Berlin – Millionen Krankenversicherte zahlen mit dem neuen Jahr mehr. 42 von 93 gesetzlichen Kassen (GKV) in Deutschland haben zum Jahreswechsel die Beiträge erhöht. Im Schnitt stieg der Zusatzbeitrag, den die Kassen selbst erheben können, um 0,23 Punkte auf 3,36 Prozent des beitragspflichtigen Einkommens an. Das geht aus täglich aktualisierten Daten des Spitzenverbandes hervor. Der Zusatzbeitrag kommt zum für alle gültigen Beitragssatz von 14,6 Prozent hinzu und wurde eingeführt, um Wettbewerb zwischen den Kassen zu fördern.
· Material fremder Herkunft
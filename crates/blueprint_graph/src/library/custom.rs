// SPDX-License-Identifier: MIT OR Apache-2.0
//! User-defined node types.
//!
//! Custom nodes declare pins only. Without a behavior they pass control
//! through and resolve to `Null`.

use crate::node::{NodeCategory, NodeRegistry, NodeType};
use crate::pin::{PinSpec, PinType};

/// Add the user-defined node types to `registry`
pub fn register_custom_nodes(registry: &mut NodeRegistry) {
    registry.register(
        NodeType::new("my_macro", "My Custom Function", NodeCategory::Custom)
            .with_inputs(vec![PinSpec::new("Input A", PinType::String)])
            .with_outputs(vec![PinSpec::new("Output", PinType::String)]),
    );
}
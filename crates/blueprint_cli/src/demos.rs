// SPDX-License-Identifier: MIT OR Apache-2.0
//! Demo graphs.
//!
//! Graph loading belongs to the editor, so the runner ships a few graphs
//! wired up in code.

use blueprint_graph::{Graph, NodeId, NodeRegistry, PinValue};
use clap::ValueEnum;

/// Available demo graphs
#[derive(Debug, Clone, Copy, PartialEq, Eq, ValueEnum)]
pub enum Demo {
    /// On Begin Play -> Print String
    Hello,
    /// For Loop printing each index
    Loop,
    /// Add two numbers and print the sum
    Math,
    /// Branch on a condition
    Branch,
    /// Two event nodes, the first one delayed
    Sequence,
}

/// Builds graphs from registry node types
struct Builder<'r> {
    registry: &'r NodeRegistry,
    graph: Graph,
}

impl<'r> Builder<'r> {
    fn new(registry: &'r NodeRegistry, name: &str) -> Self {
        Self {
            registry,
            graph: Graph::new(name),
        }
    }

    fn add(&mut self, type_id: &str) -> Option<NodeId> {
        let node = self.registry.create_node(type_id)?;
        Some(self.graph.add_node(node))
    }

    fn set(&mut self, node: NodeId, pin: &str, value: impl Into<PinValue>) {
        self.graph.set_default_value(node, pin, value);
    }

    fn wire(&mut self, from: NodeId, output: &str, to: NodeId, input: &str) -> Option<()> {
        let out = self
            .graph
            .node(from)?
            .outputs()
            .find(|p| p.name == output)?
            .id;
        let input = self.graph.node(to)?.find_input(input)?.id;
        match self.graph.connect(out, input) {
            Ok(_) => Some(()),
            Err(e) => {
                tracing::error!("Demo wiring failed: {e}");
                None
            }
        }
    }
}

impl Demo {
    /// Build the demo graph. `None` if the registry lacks a node type it needs.
    pub fn build(self, registry: &NodeRegistry) -> Option<Graph> {
        let mut b = Builder::new(registry, self.name());
        match self {
            Self::Hello => {
                let event = b.add("event_begin_play")?;
                let print = b.add("print_string")?;
                b.wire(event, "", print, "")?;
            }
            Self::Loop => {
                let event = b.add("event_begin_play")?;
                let looper = b.add("for_loop")?;
                let text = b.add("to_string")?;
                let body = b.add("print_string")?;
                let done = b.add("print_string")?;
                b.set(looper, "Last Index", 2.0);
                b.set(done, "In String", "Loop completed");
                b.wire(event, "", looper, "")?;
                b.wire(looper, "Loop Body", body, "")?;
                b.wire(looper, "Index", text, "Value")?;
                b.wire(text, "Result", body, "In String")?;
                b.wire(looper, "Completed", done, "")?;
            }
            Self::Math => {
                let event = b.add("event_begin_play")?;
                let add = b.add("add")?;
                let text = b.add("to_string")?;
                let label = b.add("multi_line_string")?;
                let append = b.add("append_strings")?;
                let print = b.add("print_string")?;
                b.set(add, "A", 2.0);
                b.set(add, "B", 3.0);
                b.set(label, "Value", "2 + 3 = ");
                b.wire(event, "", print, "")?;
                b.wire(add, "Result", text, "Value")?;
                b.wire(label, "Value", append, "A")?;
                b.wire(text, "Result", append, "B")?;
                b.wire(append, "Result", print, "In String")?;
            }
            Self::Branch => {
                let event = b.add("event_begin_play")?;
                let branch = b.add("branch")?;
                let yes = b.add("print_string")?;
                let no = b.add("print_string")?;
                b.set(branch, "Condition", true);
                b.set(yes, "In String", "Took the True branch");
                b.set(no, "In String", "Took the False branch");
                b.wire(event, "", branch, "")?;
                b.wire(branch, "True", yes, "")?;
                b.wire(branch, "False", no, "")?;
            }
            Self::Sequence => {
                let first = b.add("event_begin_play")?;
                let delay = b.add("delay")?;
                let late = b.add("print_string")?;
                let second = b.add("event_begin_play")?;
                let early = b.add("print_string")?;
                b.set(delay, "Duration", 0.5);
                b.set(late, "In String", "First event, after a delay");
                b.set(early, "In String", "Second event");
                b.wire(first, "", delay, "")?;
                b.wire(delay, "Completed", late, "")?;
                b.wire(second, "", early, "")?;
            }
        }
        Some(b.graph)
    }

    /// Graph name
    pub fn name(self) -> &'static str {
        match self {
            Self::Hello => "Hello World",
            Self::Loop => "For Loop",
            Self::Math => "Math",
            Self::Branch => "Branch",
            Self::Sequence => "Sequence",
        }
    }
}
// SPDX-License-Identifier: MIT OR Apache-2.0
//! Visit callbacks.
//!
//! The engine awaits a visit before running a node and before crossing an
//! edge. What a visit *looks* like is up to the host (a renderer highlights
//! the element); the engine only depends on the visit finishing.

use crate::config::EngineConfig;
use crate::edge::{Edge, EdgeId};
use crate::node::{Node, NodeId};
use futures::future::BoxFuture;
use futures::FutureExt;
use parking_lot::Mutex;
use std::time::Duration;

/// Asynchronous "mark visited" hook
pub trait Visitor: Send + Sync {
    /// Called before a node executes or resolves
    fn visit_node<'a>(&'a self, node: &'a Node) -> BoxFuture<'a, ()>;

    /// Called before an edge is traversed
    fn visit_edge<'a>(&'a self, edge: &'a Edge) -> BoxFuture<'a, ()>;
}

/// Visits that take a fixed amount of wall-clock time
#[derive(Debug, Clone, Copy)]
pub struct TimedVisitor {
    node: Duration,
    edge: Duration,
}

impl TimedVisitor {
    /// Create a visitor with explicit durations
    pub fn new(node: Duration, edge: Duration) -> Self {
        Self { node, edge }
    }

    /// Durations taken from the engine config
    pub fn from_config(config: &EngineConfig) -> Self {
        Self::new(config.node_visit(), config.edge_visit())
    }
}

impl Default for TimedVisitor {
    fn default() -> Self {
        Self::from_config(&EngineConfig::default())
    }
}

impl Visitor for TimedVisitor {
    fn visit_node<'a>(&'a self, node: &'a Node) -> BoxFuture<'a, ()> {
        async move {
            tracing::trace!(node = %node.title, "node visit");
            if !self.node.is_zero() {
                tokio::time::sleep(self.node).await;
            }
        }
        .boxed()
    }

    fn visit_edge<'a>(&'a self, edge: &'a Edge) -> BoxFuture<'a, ()> {
        async move {
            tracing::trace!(edge = ?edge.id, "edge visit");
            if !self.edge.is_zero() {
                tokio::time::sleep(self.edge).await;
            }
        }
        .boxed()
    }
}

/// Visits that complete immediately
#[derive(Debug, Default, Clone, Copy)]
pub struct InstantVisitor;

impl Visitor for InstantVisitor {
    fn visit_node<'a>(&'a self, _node: &'a Node) -> BoxFuture<'a, ()> {
        futures::future::ready(()).boxed()
    }

    fn visit_edge<'a>(&'a self, _edge: &'a Edge) -> BoxFuture<'a, ()> {
        futures::future::ready(()).boxed()
    }
}

/// One recorded visit
#[derive(Debug, Clone, Copy, PartialEq, Eq)]
pub enum Visit {
    /// A node was visited
    Node(NodeId),
    /// An edge was visited
    Edge(EdgeId),
}

/// Instant visitor that remembers the visit sequence
#[derive(Debug, Default)]
pub struct RecordingVisitor {
    visits: Mutex<Vec<Visit>>,
}

impl RecordingVisitor {
    /// Create an empty recorder
    pub fn new() -> Self {
        Self::default()
    }

    /// Visits so far, in order
    pub fn visits(&self) -> Vec<Visit> {
        self.visits.lock().clone()
    }

    /// How many times a node was visited
    pub fn node_visits(&self, node: NodeId) -> usize {
        self.visits
            .lock()
            .iter()
            .filter(|v| **v == Visit::Node(node))
            .count()
    }

    /// How many times an edge was visited
    pub fn edge_visits(&self, edge: EdgeId) -> usize {
        self.visits
            .lock()
            .iter()
            .filter(|v| **v == Visit::Edge(edge))
            .count()
    }
}

impl Visitor for RecordingVisitor {
    fn visit_node<'a>(&'a self, node: &'a Node) -> BoxFuture<'a, ()> {
        self.visits.lock().push(Visit::Node(node.id()));
        futures::future::ready(()).boxed()
    }

    fn visit_edge<'a>(&'a self, edge: &'a Edge) -> BoxFuture<'a, ()> {
        self.visits.lock().push(Visit::Edge(edge.id));
        futures::future::ready(()).boxed()
    }
}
Am letzten Tag des alten Jahres lag der durchschnittliche Zusatzbeitragssatz noch bei 3,13 Prozent, wie ein Abgleich mit den Werten vom Vortag zeigt. Die Bandbreite reicht von 2,18 bis zu 4,39 Prozent. 48 Kassen nahmen demnach keine Beitragsanhebung vor, zwei Kassen senkten ihre Zusatzbeiträge. Seit dem Jahreswechsel gibt es nunmehr 93 statt wie zuvor 94 gesetzliche Kassen. Grund ist eine Fusion der Siemens-Betriebskrankenkasse mit der BKK Voralb.
Der Plan der Bundesregierung war es, die Zusatzbeiträge zur Krankenversicherung stabil zu halten. Dafür hatte der Bundesrat vor Weihnachten noch ein Sparpaket verabschiedet, das vor allem Kosten in Kliniken bremsen soll. Einige große Kassen erhöhen die Beiträge trotzdem.